Cette méthode de travail est à appréhender et cela se fait plus ou moins facilement en fonction des appétences et aptitudes de chacun. Il faut donc y accorder des temps de formations en interne et avec des cabinets experts dans le domaine et inciter les équipes à oser tester par la mise en application de la méthode à  des niveaux qui peuvent aller d’un mail, d’une note,  à un contrat entier. 

Cuisine, couture, restauration de vieux meubles, peinture, déco, chaque membre de l’équipe exprime sa créativité d’une manière différente dans la vie personnelle.  Et je suis persuadée que la créativité exprimée dans la vie personnelle nourrit la créativité professionnelle qui s’exprime dans nos projets

Enfin, nous avons mis à disposition des équipes un outil de legal design qui leur permet d’avoir des supports prêts à l’emploi. Nous avons choisi l’outil Law designer

  • pour sa compatibilité avec nos besoins ;
  • ses nombreux templates de contrats, de note, de rapport d’activité, …comportant le fond et la forme ;
  • la possibilité de tout personnaliser, notamment de personnaliser les modèles avec nos chartes graphiques ;
  •  et sa promesse d’évolution en fonction des retours des utilisateurs.

Quelles transformations ont généré la pratique du legal design au sein du département juridique et plus globalement au niveau de l’entreprise ? Pensez-vous que le legal design peut contribuer à réduire la tension qui existe entre les enjeux de création de valeur de l’entreprise et la rigueur/complexité inhérentes au droit et à la sphère juridique ?

Notre monde, nos écosystèmes, nos entreprises… sont de plus en plus complexes. Aujourd’hui, chaque dossier comporte des problématiques transversales qui impliquent une multitude de réglementations et de parties prenantes. Et en même temps, nos dirigeants et nos collègues métiers ont besoin de clarification et de simplicité pour gagner en efficacité et se concentrer sur le business. 

Le legal design est à la fois une méthode et un outil qui permet de simplifier la complexité et de communiquer efficacement. C’est aussi l’incarnation de la transformation du juriste qui passe d’expert métier à pédagogue.

Nous avons travaillé sur la transformation de notre métier de juriste depuis quelques années et jusque-là ce n’était pas tellement visible pour nos interlocuteurs internes.

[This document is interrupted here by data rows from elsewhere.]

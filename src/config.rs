//! Graph options and the optional `.sassgraph.toml` config file.
//!
//! Example config file:
//!
//! ```toml
//! extensions = ["scss"]
//! exclude = "node_modules|vendor"
//! follow = true
//! load_paths = ["styles", "../shared"]
//! ```
//!
//! Relative `load_paths` are resolved against the directory holding the
//! config file.

use regex::Regex;
use serde::Deserialize;
use std::env;
use std::fs;
use std::path::{Path, PathBuf};
use tracing::debug;

use crate::error::{GraphError, Result};

/// Name of the config file looked up in the scanned directory.
pub const CONFIG_FILE_NAME: &str = ".sassgraph.toml";

/// Options controlling graph construction.
#[derive(Debug, Clone)]
pub struct GraphOptions {
    /// Recognized stylesheet extensions, without the dot, in probe order.
    pub extensions: Vec<String>,
    /// Paths matching this pattern are left out of the graph.
    pub exclude: Option<Regex>,
    /// Follow symlinked directories during directory scans.
    pub follow: bool,
    /// Extra import search directories, in priority order.
    pub load_paths: Vec<PathBuf>,
}

impl Default for GraphOptions {
    fn default() -> Self {
        Self {
            extensions: vec!["scss".to_string(), "sass".to_string()],
            exclude: None,
            follow: false,
            load_paths: vec![env::current_dir().unwrap_or_else(|_| PathBuf::from("."))],
        }
    }
}

impl GraphOptions {
    /// Set the exclusion pattern.
    pub fn with_exclude(mut self, pattern: &str) -> Result<Self> {
        self.exclude = Some(Regex::new(pattern)?);
        Ok(self)
    }
}

/// Contents of a config file. Every field is optional; unset fields keep
/// whatever the options already hold.
#[derive(Debug, Clone, Default, PartialEq, Eq, Deserialize)]
#[serde(default, deny_unknown_fields)]
pub struct ConfigFile {
    pub extensions: Option<Vec<String>>,
    pub exclude: Option<String>,
    pub follow: Option<bool>,
    pub load_paths: Option<Vec<PathBuf>>,
}

impl ConfigFile {
    /// Load and parse a config file. A missing or malformed file is an error.
    pub fn load(path: &Path) -> Result<Self> {
        let text = fs::read_to_string(path).map_err(|e| GraphError::Config {
            path: path.to_path_buf(),
            message: e.to_string(),
        })?;
        let base = path.parent().unwrap_or_else(|| Path::new("."));
        Self::parse(&text, base).map_err(|message| GraphError::Config {
            path: path.to_path_buf(),
            message,
        })
    }

    /// Load `dir/.sassgraph.toml` if it exists.
    pub fn discover(dir: &Path) -> Result<Option<Self>> {
        let path = dir.join(CONFIG_FILE_NAME);
        if !path.is_file() {
            return Ok(None);
        }
        debug!(config = %path.display(), "loading config file");
        Self::load(&path).map(Some)
    }

    /// Parse config text, resolving relative load paths against `base`.
    pub fn parse(text: &str, base: &Path) -> std::result::Result<Self, String> {
        let mut config: ConfigFile = toml::from_str(text).map_err(|e| e.to_string())?;
        if let Some(paths) = config.load_paths.as_mut() {
            for path in paths.iter_mut() {
                if path.is_relative() {
                    *path = base.join(&*path);
                }
            }
        }
        Ok(config)
    }

    /// Overlay the fields set in this file onto `options`.
    pub fn apply(self, mut options: GraphOptions) -> Result<GraphOptions> {
        if let Some(extensions) = self.extensions {
            options.extensions = extensions;
        }
        if let Some(pattern) = self.exclude {
            options = options.with_exclude(&pattern)?;
        }
        if let Some(follow) = self.follow {
            options.follow = follow;
        }
        if let Some(load_paths) = self.load_paths {
            options.load_paths = load_paths;
        }
        Ok(options)
    }
}

#[cfg(test)]
mod tests {
    use super::*;
    use tempfile::TempDir;

    #[test]
    fn test_defaults() {
        let options = GraphOptions::default();
        assert_eq!(options.extensions, vec!["scss", "sass"]);
        assert!(options.exclude.is_none());
        assert!(!options.follow);
        assert_eq!(options.load_paths, vec![env::current_dir().unwrap()]);
    }

    #[test]
    fn test_parse_full_config() {
        let text = r#"
extensions = ["scss"]
exclude = "vendor"
follow = true
load_paths = ["styles", "/abs/lib"]
"#;
        let config = ConfigFile::parse(text, Path::new("/project")).unwrap();
        assert_eq!(config.extensions, Some(vec!["scss".to_string()]));
        assert_eq!(config.exclude.as_deref(), Some("vendor"));
        assert_eq!(config.follow, Some(true));
        assert_eq!(
            config.load_paths,
            Some(vec![PathBuf::from("/project/styles"), PathBuf::from("/abs/lib")])
        );
    }

    #[test]
    fn test_parse_rejects_unknown_keys() {
        assert!(ConfigFile::parse("colour = true", Path::new(".")).is_err());
        assert!(ConfigFile::parse("follow = \"yes\"", Path::new(".")).is_err());
    }

    #[test]
    fn test_apply_overlays_only_set_fields() {
        let config = ConfigFile {
            exclude: Some("^_".to_string()),
            ..ConfigFile::default()
        };
        let options = config.apply(GraphOptions::default()).unwrap();
        assert_eq!(options.extensions, vec!["scss", "sass"]);
        assert!(options.exclude.unwrap().is_match("_x"));
    }

    #[test]
    fn test_apply_invalid_pattern() {
        let config = ConfigFile {
            exclude: Some("(".to_string()),
            ..ConfigFile::default()
        };
        let err = config.apply(GraphOptions::default()).unwrap_err();
        assert!(matches!(err, GraphError::InvalidExclude(_)));
    }

    #[test]
    fn test_discover() {
        let tmp = TempDir::new().unwrap();
        assert_eq!(ConfigFile::discover(tmp.path()).unwrap(), None);

        fs::write(tmp.path().join(CONFIG_FILE_NAME), "follow = true\n").unwrap();
        let config = ConfigFile::discover(tmp.path()).unwrap().unwrap();
        assert_eq!(config.follow, Some(true));

        fs::write(tmp.path().join(CONFIG_FILE_NAME), "follow = [").unwrap();
        let err = ConfigFile::discover(tmp.path()).unwrap_err();
        assert!(matches!(err, GraphError::Config { .. }));
    }

    #[test]
    fn test_load_missing_file() {
        let err = ConfigFile::load(Path::new("/definitely/not/here.toml")).unwrap_err();
        assert!(matches!(err, GraphError::Config { .. }));
    }
}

C’est la pratique du legal design sur des contrats et des notes juridiques qui a mis en exergue la modernité de notre équipe juridique.

Pensez-vous que le legal design soit une tendance éphémère ou, aujourd’hui un levier de différenciation, demain des hard skills obligatoires pour tous les professionnels du droit ? Pourquoi ?

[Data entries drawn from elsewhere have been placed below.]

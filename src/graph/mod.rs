//! Stylesheet dependency graph.
//!
//! Provides the graph data model, path resolution, construction from a file
//! or a directory, and ancestor/descendent traversal.

pub mod builder;
pub mod engine;
pub mod resolver;
pub mod types;

pub use engine::Graph;
pub use resolver::resolve;
pub use types::{GraphStats, Node};
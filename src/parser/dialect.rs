//! Stylesheet dialect detection.

use std::fmt;
use std::path::Path;

/// The two stylesheet syntaxes the extractor understands.
#[derive(Debug, Clone, Copy, PartialEq, Eq, Hash)]
pub enum Dialect {
    /// SCSS: statements end with `;`, blocks use braces.
    Braced,
    /// Indented Sass: statements end at the end of the line.
    Indented,
}

impl Dialect {
    /// Detect the dialect from a file extension. Only `.sass` selects the
    /// indented syntax; every other extension is treated as SCSS.
    pub fn from_path(path: &Path) -> Self {
        match path.extension().and_then(|ext| ext.to_str()) {
            Some("sass") => Dialect::Indented,
            _ => Dialect::Braced,
        }
    }

    /// Get the display name.
    pub fn name(&self) -> &'static str {
        match self {
            Dialect::Braced => "SCSS",
            Dialect::Indented => "Sass",
        }
    }
}

impl fmt::Display for Dialect {
    fn fmt(&self, f: &mut fmt::Formatter<'_>) -> fmt::Result {
        f.write_str(self.name())
    }
}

Le métier de juriste change et nous amène à nous questionner sur les nouvelles compétences à acquérir dans nos équipes. 

Nous avons posé avec des membres de l’équipe les compétences clés qui sont attendues dans notre écosystème par nos dirigeants ou nos métiers plus opérationnels. Nous avons rédigé une nouvelle fiche de mission du juriste et l’étoile des possibles que chaque juriste de l’équipe doit viser dans son quotidien.  Les nouvelles compétences clés que nous avons identifiées sont : 

  • l’anticipation grâce à un meilleur pilotage de la data & l’amélioration continue sur son périmètre (automatisation de certaines tâches à faible valeur ajoutée, par exemple), 
  • la gestion de projets de A à Z,
  • les notions financières plus poussées
  • le langage clair & la communication (#legal design)

Nous avons imaginé un parcours de formations collectives tout au long de l’année pour apprendre ensemble de nouvelles compétences. Nous avons choisi de commencer par le legal design pour faire basculer le mindset de nos juristes et entamer le change dans l’équipe.

Pour nous, la plus value du legal design c’est surtout le gain de temps pour nos commerçants, pour nos dirigeants, pour nos collègues en général.

Quels sont les projets prioritaires pour l’avenir et la transformation de votre direction juridique ?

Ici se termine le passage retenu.